A classroom at The University of Connecticut's Storr's campus

(Photo credit: UConn)

A classroom at The University of Connecticut's Storrs' campus

Storrs — The University of Connecticut’s governing board has unanimously adopted a five-year plan that looks to increase enrollment in its graduate programs, boost research spending and set up a system to review faculty performance after they gain tenure.

“It is our road map. Our academic statement,” UConn President Susan Herbst said after the Board of Trustees vote Wednesday.

With 8,000 doctoral and master’s degree students attending UConn each year, the plan calls for increasing spending to help these students afford school and leave with minimal debt.

“We must increase our investment in our best graduate programs,” the 60-page plan concludes. “We lag far behind other leading public institutions in providing graduate and professional students with direct financial support to pursue their research with faculty mentors and advisors.”

University-funded financial aid is nearly nonexistent for students after they complete their undergraduate degrees. This has left students interested in participating in research projects relying on federal grants or scholarships earmarked for certain projects that often don’t cover them through completing their degree, said Sally Reis, the university’s  vice provost for academic affairs.

“We have done a really good job on the undergraduate programs here. We now need to turn our attention to our graduate programs,” Reis said during an interview with reporters after the Trustees’ meeting in Storrs.

Richard Schwab, a professor at UConn’s Neag School of Education and chairman of the Academic Vision Committee that crafted the plan, agrees.

“For graduate school, we just kind of say, ‘You’re on your own,” he said.

Integral to the success of the growth of the graduate programs is an increase in spending on research so these students can participate in research on campus as graduate assistants and fellows, the report finds.

Research spending has also taken a financial hit in recent years, as federal funding for research has declined.

With no idea of whether federal research money will increase, Schwab said UConn faculty must land more of what money is available.

UConn ranked 79th in the U.S. in 2012 in the amount of federal research dollars it received and 80th in what the university spent on research, according to the National Science Foundation

To attract more research money, Schwab said the university must create a system that rewards research among faculty and provides the appropriate amount of leave time from teaching for faculty engaged in research.

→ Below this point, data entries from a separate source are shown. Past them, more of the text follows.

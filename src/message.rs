// This file is part of game-arena.
//
// game-arena is free software: you can redistribute it and/or modify
// it under the terms of the GNU Affero General Public License as published by
// the Free Software Foundation, either version 3 of the License, or
// (at your option) any later version.
//
// game-arena is distributed in the hope that it will be useful,
// but WITHOUT ANY WARRANTY; without even the implied warranty of
// MERCHANTABILITY or FITNESS FOR A PARTICULAR PURPOSE.  See the
// GNU Affero General Public License for more details.
//
// You should have received a copy of the GNU Affero General Public License
// along with this program.  If not, see <https://www.gnu.org/licenses/>.

use std::{borrow::Cow, str::FromStr};

use anyhow::Context;

use crate::{game_type::GameFilter, transaction::PaymentMethod};

pub const COMMANDS: [&str; 17] = [
    "balance",
    "chat",
    "deposit",
    "filter",
    "join",
    "joined",
    "list_commands",
    "login",
    "logout",
    "quit",
    "strategies",
    "support",
    "tournaments",
    "transactions",
    "whoami",
    "win",
    "withdraw",
];

#[derive(Clone, Debug, Eq, PartialEq)]
pub enum Message {
    Balance,
    Chat,
    Deposit {
        amount: u64,
        method: PaymentMethod,
        account_number: String,
    },
    Empty,
    Filter(GameFilter),
    Join(String),
    Joined,
    ListCommands,
    Login {
        username: String,
        email: String,
    },
    Logout,
    Quit,
    Strategies,
    Support(String),
    Tournaments,
    Transactions,
    WhoAmI,
    Win {
        tournament_id: String,
        rank: u32,
        amount: u64,
    },
    Withdraw {
        amount: u64,
        method: PaymentMethod,
        account_number: String,
    },
}

impl Message {
    /// Parses one line of input. A `#` that starts a word begins a comment,
    /// except on `support` lines, which are sent as typed.
    ///
    /// # Errors
    ///
    /// If the line isn't a valid command.
    pub fn from_line(buffer: &str) -> anyhow::Result<Self> {
        let mut buffer = Cow::from(buffer);
        if buffer.split_whitespace().next() != Some("support")
            && let Some(offset) = comment_offset(&buffer)
        {
            buffer.to_mut().replace_range(offset.., "");
        }

        buffer.parse()
    }
}

fn comment_offset(line: &str) -> Option<usize> {
    let mut previous: Option<char> = None;
    for (offset, c) in line.char_indices() {
        if c == '#' && previous.is_none_or(char::is_whitespace) {
            return Some(offset);
        }
        previous = Some(c);
    }

    None
}

impl FromStr for Message {
    type Err = anyhow::Error;

    fn from_str(line: &str) -> anyhow::Result<Self> {
        let line = line.trim();
        let (command, rest) = line
            .split_once(char::is_whitespace)
            .map_or((line, ""), |(command, rest)| (command, rest.trim()));
        let args: Vec<&str> = rest.split_ascii_whitespace().collect();

        match command {
            "" => Ok(Self::Empty),
            "balance" => Ok(Self::Balance),
            "chat" => Ok(Self::Chat),
            "deposit" => {
                let (amount, method, account_number) = transfer(command, &args)?;
                Ok(Self::Deposit {
                    amount,
                    method,
                    account_number,
                })
            }
            "filter" => {
                let filter = args.first().copied().unwrap_or("all");
                Ok(Self::Filter(rest.parse().or_else(|_| filter.parse())?))
            }
            "join" => {
                let id = args.first().context("expected: 'join TOURNAMENT_ID'")?;
                Ok(Self::Join((*id).to_string()))
            }
            "joined" => Ok(Self::Joined),
            "list_commands" => Ok(Self::ListCommands),
            "login" => {
                let [username, email] = args.as_slice() else {
                    return Err(anyhow::Error::msg("expected: 'login USERNAME EMAIL'"));
                };
                Ok(Self::Login {
                    username: (*username).to_string(),
                    email: (*email).to_string(),
                })
            }
            "logout" => Ok(Self::Logout),
            "quit" => Ok(Self::Quit),
            "strategies" => Ok(Self::Strategies),
            "support" => Ok(Self::Support(rest.to_string())),
            "tournaments" => Ok(Self::Tournaments),
            "transactions" => Ok(Self::Transactions),
            "whoami" => Ok(Self::WhoAmI),
            "win" => {
                let err_msg = "expected: 'win TOURNAMENT_ID RANK AMOUNT'";
                let [tournament_id, rank, amount] = args.as_slice() else {
                    return Err(anyhow::Error::msg(err_msg));
                };
                Ok(Self::Win {
                    tournament_id: (*tournament_id).to_string(),
                    rank: rank.parse().context("win: RANK is not an integer")?,
                    amount: amount.parse().context("win: AMOUNT is not an integer")?,
                })
            }
            "withdraw" => {
                let (amount, method, account_number) = transfer(command, &args)?;
                Ok(Self::Withdraw {
                    amount,
                    method,
                    account_number,
                })
            }
            _ => Err(anyhow::Error::msg(format!("unknown command: {command}"))),
        }
    }
}

fn transfer(command: &str, args: &[&str]) -> anyhow::Result<(u64, PaymentMethod, String)> {
    let [amount, method, account_number] = args else {
        return Err(anyhow::Error::msg(format!(
            "expected: '{command} AMOUNT bikash|nagad ACCOUNT_NUMBER'"
        )));
    };

    let amount = amount
        .parse::<u64>()
        .with_context(|| format!("{command}: AMOUNT is not a whole number"))?;

    Ok((amount, method.parse()?, (*account_number).to_string()))
}
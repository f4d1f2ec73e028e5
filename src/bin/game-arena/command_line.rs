// This file is part of game-arena.
//
// game-arena is free software: you can redistribute it and/or modify
// it under the terms of the GNU Affero General Public License as published by
// the Free Software Foundation, either version 3 of the License, or
// (at your option) any later version.
//
// game-arena is distributed in the hope that it will be useful,
// but WITHOUT ANY WARRANTY; without even the implied warranty of
// MERCHANTABILITY or FITNESS FOR A PARTICULAR PURPOSE.  See the
// GNU Affero General Public License for more details.
//
// You should have received a copy of the GNU Affero General Public License
// along with this program.  If not, see <https://www.gnu.org/licenses/>.

use std::io::Write as _;

use clap::{CommandFactory, Parser};
use game_arena::{
    COPYRIGHT, LONG_VERSION,
    config::{AdvisoryConfig, DEFAULT_ENDPOINT, DEFAULT_MODEL},
};

/// GameArena Pro
///
/// Join mock tournaments, move money through a mock wallet and talk to the
/// support bot. Reads one command per line from stdin.
#[derive(Parser, Debug)]
#[command(long_version = LONG_VERSION, about = "GameArena Pro")]
pub(crate) struct Args {
    /// API key for the text generation service
    #[arg(long, env = "API_KEY", hide_env_values = true)]
    pub api_key: Option<String>,

    /// Base URL of the text generation service
    #[arg(default_value = DEFAULT_ENDPOINT, long)]
    pub endpoint: String,

    /// Model used for tips and support replies
    #[arg(default_value = DEFAULT_MODEL, long)]
    pub model: String,

    /// Whether to log on the debug level
    #[arg(long)]
    pub debug: bool,

    /// Whether the application is being run by systemd
    #[arg(long)]
    pub systemd: bool,

    /// Build the manpage
    #[arg(long)]
    pub man: bool,
}

impl Args {
    pub(crate) fn advisory_config(&self) -> AdvisoryConfig {
        AdvisoryConfig {
            api_key: self
                .api_key
                .as_ref()
                .map(|key| key.trim().to_string())
                .filter(|key| !key.is_empty()),
            endpoint: self.endpoint.clone(),
            model: self.model.clone(),
        }
    }

    pub(crate) fn generate_man_page() -> anyhow::Result<()> {
        let mut buffer: Vec<u8> = Vec::default();
        let cmd = Self::command().name("game-arena").long_version(None);
        let man = clap_mangen::Man::new(cmd).date("2026-10-17");

        man.render(&mut buffer)?;
        write!(buffer, "{COPYRIGHT}")?;

        std::fs::write("game-arena.1", buffer)?;
        Ok(())
    }
}
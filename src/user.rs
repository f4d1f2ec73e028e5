// This file is part of game-arena.
//
// game-arena is free software: you can redistribute it and/or modify
// it under the terms of the GNU Affero General Public License as published by
// the Free Software Foundation, either version 3 of the License, or
// (at your option) any later version.
//
// game-arena is distributed in the hope that it will be useful,
// but WITHOUT ANY WARRANTY; without even the implied warranty of
// MERCHANTABILITY or FITNESS FOR A PARTICULAR PURPOSE.  See the
// GNU Affero General Public License for more details.
//
// You should have received a copy of the GNU Affero General Public License
// along with this program.  If not, see <https://www.gnu.org/licenses/>.

use std::fmt;

use chrono::{DateTime, Utc};
use serde::{Deserialize, Serialize};

use crate::{STARTING_BONUS, session::SessionError};

/// There is only ever one user per session.
pub const USER_ID: &str = "user_1";

#[derive(Clone, Debug, Deserialize, Eq, PartialEq, Serialize)]
pub struct User {
    pub id: String,
    pub username: String,
    pub email: String,
    pub balance: u64,
    pub joined_at: DateTime<Utc>,
}

impl fmt::Display for User {
    fn fmt(&self, f: &mut fmt::Formatter<'_>) -> fmt::Result {
        write!(
            f,
            "{} <{}> balance: {} joined: {}",
            self.username,
            self.email,
            self.balance,
            self.joined_at.to_rfc3339()
        )
    }
}

/// What the login form collects. The password is accepted but never checked.
#[derive(Clone, Debug, Default, Eq, PartialEq)]
pub struct Credentials {
    pub username: String,
    pub email: String,
}

impl Credentials {
    /// # Errors
    ///
    /// If the username or the email is blank.
    pub fn into_user(self) -> Result<User, SessionError> {
        let username = self.username.trim();
        let email = self.email.trim();

        if username.is_empty() {
            return Err(SessionError::MissingUsername);
        }
        if email.is_empty() {
            return Err(SessionError::MissingEmail);
        }

        Ok(User {
            id: USER_ID.to_string(),
            username: username.to_string(),
            email: email.to_string(),
            balance: STARTING_BONUS,
            joined_at: Utc::now(),
        })
    }
}
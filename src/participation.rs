// This file is part of game-arena.
//
// game-arena is free software: you can redistribute it and/or modify
// it under the terms of the GNU Affero General Public License as published by
// the Free Software Foundation, either version 3 of the License, or
// (at your option) any later version.
//
// game-arena is distributed in the hope that it will be useful,
// but WITHOUT ANY WARRANTY; without even the implied warranty of
// MERCHANTABILITY or FITNESS FOR A PARTICULAR PURPOSE.  See the
// GNU Affero General Public License for more details.
//
// You should have received a copy of the GNU Affero General Public License
// along with this program.  If not, see <https://www.gnu.org/licenses/>.

use std::fmt;

use rustc_hash::FxHashSet;
use serde::{Deserialize, Serialize};

/// The tournament ids the current user has joined.
#[derive(Clone, Debug, Default, Deserialize, PartialEq, Eq, Serialize)]
pub struct Participation(FxHashSet<String>);

impl Participation {
    #[must_use]
    pub fn is_joined(&self, id: &str) -> bool {
        self.0.contains(id)
    }

    /// Returns false if the id was already present.
    pub(crate) fn insert(&mut self, id: &str) -> bool {
        self.0.insert(id.to_string())
    }

    #[must_use]
    pub fn len(&self) -> usize {
        self.0.len()
    }

    #[must_use]
    pub fn is_empty(&self) -> bool {
        self.0.is_empty()
    }

    /// The joined ids in sorted order.
    #[must_use]
    pub fn ids(&self) -> Vec<&str> {
        let mut ids: Vec<_> = self.0.iter().map(String::as_str).collect();
        ids.sort_unstable();
        ids
    }
}

impl fmt::Display for Participation {
    fn fmt(&self, f: &mut fmt::Formatter<'_>) -> fmt::Result {
        write!(f, "{}", self.ids().join(" "))
    }
}

#[cfg(test)]
mod tests {
    use super::*;

    #[test]
    fn ids_are_stored_once() {
        let mut participation = Participation::default();

        assert!(participation.insert("2"));
        assert!(participation.insert("1"));
        assert!(!participation.insert("2"));

        assert_eq!(participation.len(), 2);
        assert!(participation.is_joined("1"));
        assert!(!participation.is_joined("3"));
        assert_eq!(participation.to_string(), "1 2");
    }
}
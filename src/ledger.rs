// This file is part of game-arena.
//
// game-arena is free software: you can redistribute it and/or modify
// it under the terms of the GNU Affero General Public License as published by
// the Free Software Foundation, either version 3 of the License, or
// (at your option) any later version.
//
// game-arena is distributed in the hope that it will be useful,
// but WITHOUT ANY WARRANTY; without even the implied warranty of
// MERCHANTABILITY or FITNESS FOR A PARTICULAR PURPOSE.  See the
// GNU Affero General Public License for more details.
//
// You should have received a copy of the GNU Affero General Public License
// along with this program.  If not, see <https://www.gnu.org/licenses/>.

//! The wallet: a user's balance, the append-only log of transactions that
//! produced it, and the tournaments paid for.
//!
//! Every operation borrows the current state and returns the next one along
//! with the transaction it appended. On error nothing is returned, so the
//! caller still holds the untouched state.

use chrono::Utc;
use serde::{Deserialize, Serialize};
use thiserror::Error;

use crate::{
    participation::Participation,
    tournament::{MatchResult, Tournament},
    transaction::{PaymentMethod, Transaction, TransactionKind, TransactionStatus},
    user::User,
    utils::new_id,
};

#[derive(Clone, Debug, Error, Eq, PartialEq)]
pub enum LedgerError {
    #[error("ledger: the amount has to be greater than zero")]
    InvalidAmount,
    #[error("ledger: you have to enter your account number")]
    MissingAccountNumber,
    #[error("ledger: {0} can't be used to move money in or out")]
    InternalMethod(PaymentMethod),
    #[error("ledger: insufficient balance, you have {balance} but need {needed}")]
    InsufficientBalance { balance: u64, needed: u64 },
    #[error("ledger: you already joined tournament {0}")]
    AlreadyJoined(String),
    #[error("ledger: you haven't joined tournament {0}")]
    NotJoined(String),
    #[error("ledger: there is no tournament {0}")]
    UnknownTournament(String),
    #[error("ledger: the balance would overflow")]
    Overflow,
}

#[derive(Clone, Debug, Deserialize, Eq, PartialEq, Serialize)]
pub struct Ledger {
    user: User,
    opening_balance: u64,
    transactions: Vec<Transaction>,
    participation: Participation,
}

impl Ledger {
    /// Opens a ledger whose opening balance is whatever the user holds now.
    #[must_use]
    pub fn new(user: User) -> Self {
        Self {
            opening_balance: user.balance,
            user,
            transactions: Vec::new(),
            participation: Participation::default(),
        }
    }

    #[must_use]
    pub fn user(&self) -> &User {
        &self.user
    }

    #[must_use]
    pub fn balance(&self) -> u64 {
        self.user.balance
    }

    #[must_use]
    pub fn transactions(&self) -> &[Transaction] {
        &self.transactions
    }

    #[must_use]
    pub fn participation(&self) -> &Participation {
        &self.participation
    }

    #[must_use]
    pub fn is_joined(&self, tournament_id: &str) -> bool {
        self.participation.is_joined(tournament_id)
    }

    /// Replays the transaction log on top of the opening balance.
    ///
    /// Returns `None` if the log does not add up, which would mean the
    /// log and the balance have diverged.
    #[must_use]
    pub fn derived_balance(&self) -> Option<u64> {
        self.transactions
            .iter()
            .filter(|transaction| transaction.status == TransactionStatus::Success)
            .try_fold(self.opening_balance, |balance, transaction| {
                if transaction.kind.is_credit() {
                    balance.checked_add(transaction.amount)
                } else {
                    balance.checked_sub(transaction.amount)
                }
            })
    }

    /// # Errors
    ///
    /// If the amount is zero, the method is the wallet itself, the account
    /// number is blank, or the balance would overflow.
    pub fn deposit(
        &self,
        amount: u64,
        method: PaymentMethod,
        account_number: &str,
    ) -> Result<(Self, Transaction), LedgerError> {
        let account_number = validate_transfer(amount, method, account_number)?;
        let balance = self
            .balance()
            .checked_add(amount)
            .ok_or(LedgerError::Overflow)?;

        Ok(self.append(
            TransactionKind::Deposit,
            amount,
            Some(method),
            Some(account_number),
            balance,
        ))
    }

    /// # Errors
    ///
    /// If the amount is zero, the method is the wallet itself, the account
    /// number is blank, or the amount is more than the balance.
    pub fn withdraw(
        &self,
        amount: u64,
        method: PaymentMethod,
        account_number: &str,
    ) -> Result<(Self, Transaction), LedgerError> {
        let account_number = validate_transfer(amount, method, account_number)?;
        let balance = self.debit(amount)?;

        Ok(self.append(
            TransactionKind::Withdrawal,
            amount,
            Some(method),
            Some(account_number),
            balance,
        ))
    }

    /// Pays the entry fee from the wallet and marks the tournament joined.
    ///
    /// # Errors
    ///
    /// If the tournament was already joined or the balance is below the fee.
    pub fn join(&self, tournament: &Tournament) -> Result<(Self, Transaction), LedgerError> {
        if self.is_joined(&tournament.id) {
            return Err(LedgerError::AlreadyJoined(tournament.id.clone()));
        }

        let balance = self.debit(tournament.entry_fee)?;
        let (mut ledger, transaction) = self.append(
            TransactionKind::EntryFee,
            tournament.entry_fee,
            Some(PaymentMethod::Wallet),
            None,
            balance,
        );
        ledger.participation.insert(&tournament.id);

        Ok((ledger, transaction))
    }

    /// Credits prize money for a tournament the user took part in.
    ///
    /// # Errors
    ///
    /// If the tournament was never joined, the winnings are zero, or the
    /// balance would overflow.
    pub fn record_winnings(
        &self,
        result: &MatchResult,
    ) -> Result<(Self, Transaction), LedgerError> {
        if !self.is_joined(&result.tournament_id) {
            return Err(LedgerError::NotJoined(result.tournament_id.clone()));
        }
        if result.winnings == 0 {
            return Err(LedgerError::InvalidAmount);
        }

        let balance = self
            .balance()
            .checked_add(result.winnings)
            .ok_or(LedgerError::Overflow)?;

        Ok(self.append(
            TransactionKind::Winnings,
            result.winnings,
            Some(PaymentMethod::Wallet),
            None,
            balance,
        ))
    }

    fn debit(&self, amount: u64) -> Result<u64, LedgerError> {
        self.balance()
            .checked_sub(amount)
            .ok_or(LedgerError::InsufficientBalance {
                balance: self.balance(),
                needed: amount,
            })
    }

    fn append(
        &self,
        kind: TransactionKind,
        amount: u64,
        method: Option<PaymentMethod>,
        account_number: Option<String>,
        balance: u64,
    ) -> (Self, Transaction) {
        let transaction = Transaction {
            id: new_id(),
            user_id: self.user.id.clone(),
            kind,
            amount,
            method,
            account_number,
            timestamp: Utc::now(),
            status: TransactionStatus::Success,
        };

        let mut ledger = self.clone();
        ledger.user.balance = balance;
        ledger.transactions.push(transaction.clone());

        (ledger, transaction)
    }
}

fn validate_transfer(
    amount: u64,
    method: PaymentMethod,
    account_number: &str,
) -> Result<String, LedgerError> {
    if amount == 0 {
        return Err(LedgerError::InvalidAmount);
    }
    if !method.is_external() {
        return Err(LedgerError::InternalMethod(method));
    }

    let account_number = account_number.trim();
    if account_number.is_empty() {
        return Err(LedgerError::MissingAccountNumber);
    }

    Ok(account_number.to_string())
}

#[cfg(test)]
mod tests {
    use super::*;

    use crate::{
        tournament::Catalog,
        user::{Credentials, User},
    };

    const ACCOUNT: &str = "01711111111";

    fn user() -> User {
        Credentials {
            username: "ProGamer99".to_string(),
            email: "name@example.com".to_string(),
        }
        .into_user()
        .unwrap()
    }

    fn tournament(id: &str) -> Tournament {
        Catalog::default().get(id).cloned().unwrap()
    }

    fn assert_consistent(ledger: &Ledger) {
        assert_eq!(ledger.derived_balance(), Some(ledger.balance()));
    }

    #[test]
    fn deposit_via_bikash() {
        let ledger = Ledger::new(user());
        let (ledger, transaction) = ledger.deposit(50, PaymentMethod::Bikash, ACCOUNT).unwrap();

        assert_eq!(ledger.balance(), 150);
        assert_eq!(ledger.transactions().len(), 1);
        assert_eq!(transaction.kind, TransactionKind::Deposit);
        assert_eq!(transaction.amount, 50);
        assert_eq!(transaction.status, TransactionStatus::Success);
        assert_eq!(transaction.method, Some(PaymentMethod::Bikash));
        assert_eq!(transaction.account_number.as_deref(), Some(ACCOUNT));
        assert_eq!(transaction.user_id, "user_1");
        assert_consistent(&ledger);
    }

    #[test]
    fn deposit_rejects_bad_input() {
        let ledger = Ledger::new(user());

        assert_eq!(
            ledger.deposit(0, PaymentMethod::Nagad, ACCOUNT),
            Err(LedgerError::InvalidAmount)
        );
        assert_eq!(
            ledger.deposit(10, PaymentMethod::Nagad, "   "),
            Err(LedgerError::MissingAccountNumber)
        );
        assert_eq!(
            ledger.deposit(10, PaymentMethod::Wallet, ACCOUNT),
            Err(LedgerError::InternalMethod(PaymentMethod::Wallet))
        );
        assert_eq!(
            ledger.deposit(u64::MAX, PaymentMethod::Nagad, ACCOUNT),
            Err(LedgerError::Overflow)
        );
    }

    #[test]
    fn withdrawing_too_much_changes_nothing() {
        let ledger = Ledger::new(user());

        assert_eq!(
            ledger.withdraw(200, PaymentMethod::Nagad, ACCOUNT),
            Err(LedgerError::InsufficientBalance {
                balance: 100,
                needed: 200
            })
        );
        assert_eq!(ledger.balance(), 100);
        assert!(ledger.transactions().is_empty());
    }

    #[test]
    fn withdraw_everything() {
        let ledger = Ledger::new(user());
        let (ledger, transaction) = ledger.withdraw(100, PaymentMethod::Nagad, ACCOUNT).unwrap();

        assert_eq!(ledger.balance(), 0);
        assert_eq!(transaction.kind, TransactionKind::Withdrawal);
        assert_consistent(&ledger);
    }

    #[test]
    fn join_pays_the_entry_fee() {
        let ledger = Ledger::new(user());
        let (ledger, _) = ledger.deposit(50, PaymentMethod::Bikash, ACCOUNT).unwrap();
        let (ledger, transaction) = ledger.join(&tournament("1")).unwrap();

        assert_eq!(ledger.balance(), 100);
        assert!(ledger.is_joined("1"));
        assert_eq!(transaction.kind, TransactionKind::EntryFee);
        assert_eq!(transaction.amount, 50);
        assert_eq!(transaction.method, Some(PaymentMethod::Wallet));
        assert_eq!(transaction.account_number, None);
        assert_consistent(&ledger);
    }

    #[test]
    fn joining_twice_does_nothing_the_second_time() {
        let (ledger, _) = Ledger::new(user()).join(&tournament("2")).unwrap();

        assert_eq!(
            ledger.join(&tournament("2")),
            Err(LedgerError::AlreadyJoined("2".to_string()))
        );
        assert_eq!(ledger.balance(), 80);
        assert_eq!(ledger.participation().len(), 1);
        assert_eq!(ledger.transactions().len(), 1);
    }

    #[test]
    fn joining_with_exactly_the_fee_leaves_zero() {
        let (ledger, _) = Ledger::new(user()).join(&tournament("4")).unwrap();

        assert_eq!(ledger.balance(), 0);
        assert!(ledger.is_joined("4"));
        assert_consistent(&ledger);
    }

    #[test]
    fn joining_without_the_fee_is_rejected() {
        let (ledger, _) = Ledger::new(user())
            .withdraw(60, PaymentMethod::Bikash, ACCOUNT)
            .unwrap();

        assert_eq!(
            ledger.join(&tournament("1")),
            Err(LedgerError::InsufficientBalance {
                balance: 40,
                needed: 50
            })
        );
        assert!(!ledger.is_joined("1"));
    }

    #[test]
    fn winnings_require_participation() {
        let result = MatchResult {
            id: "r1".to_string(),
            tournament_id: "3".to_string(),
            rank: 1,
            player: "ProGamer99".to_string(),
            winnings: 400,
        };
        let ledger = Ledger::new(user());

        assert_eq!(
            ledger.record_winnings(&result),
            Err(LedgerError::NotJoined("3".to_string()))
        );

        let (ledger, _) = ledger.join(&tournament("3")).unwrap();
        let (ledger, transaction) = ledger.record_winnings(&result).unwrap();

        assert_eq!(ledger.balance(), 490);
        assert_eq!(transaction.kind, TransactionKind::Winnings);
        assert_consistent(&ledger);

        let nothing = MatchResult {
            winnings: 0,
            ..result
        };
        assert_eq!(
            ledger.record_winnings(&nothing),
            Err(LedgerError::InvalidAmount)
        );
    }

    #[test]
    fn the_balance_matches_the_log_after_any_sequence() {
        let catalog = Catalog::default();
        let mut ledger = Ledger::new(user());
        let mut expected: i128 = 100;

        for step in 0..200_u64 {
            let next = match step % 5 {
                0 => ledger.deposit(step % 37, PaymentMethod::Bikash, ACCOUNT),
                1 => ledger.withdraw(step % 53, PaymentMethod::Nagad, ACCOUNT),
                2 => ledger.join(&catalog.0[usize::try_from(step % 4).unwrap()]),
                3 => ledger.withdraw(step * 3, PaymentMethod::Bikash, ACCOUNT),
                _ => ledger.deposit(step, PaymentMethod::Nagad, "  "),
            };

            if let Ok((next, transaction)) = next {
                if transaction.kind.is_credit() {
                    expected += i128::from(transaction.amount);
                } else {
                    expected -= i128::from(transaction.amount);
                }
                ledger = next;
            }

            assert_eq!(i128::from(ledger.balance()), expected);
            assert_consistent(&ledger);
        }

        assert!(ledger.is_joined("3"));
        assert_eq!(
            ledger
                .transactions()
                .iter()
                .filter(|transaction| transaction.kind == TransactionKind::EntryFee)
                .count(),
            ledger.participation().len()
        );
    }
}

“We must develop and invest in increased levels of research development support for faculty,” the plan concludes. “It is critical that we examine faculty workloads to ensure that our faculty can succeed in their areas of strength…  We will support, reward, and demand research excellence.”

Asked what incentives are provided, or should be provided, for faculty to apply for and land more research grants, Reis said academic accolades are important.

“It’s not just financial rewards, it’s academic rewards, too,” she said.

And if the accolades alone don’t work, the plan also calls for setting up post-tenure reviews of faculty.

“Review within Colleges and Schools should not stop at tenure or promotion to full professor; rather, the University Senate should ask Colleges and Schools to create procedures for periodic post-tenure review to ensure continued contribution to the mission of the University,” the plan concludes.

Schwab said the review is not meant to be punitive. “It’s just one piece of an accountability practice,” he said.

More than 300 faculty helped shape to the plan, and officials are determining now the specific actions they need to complete to implement the plan.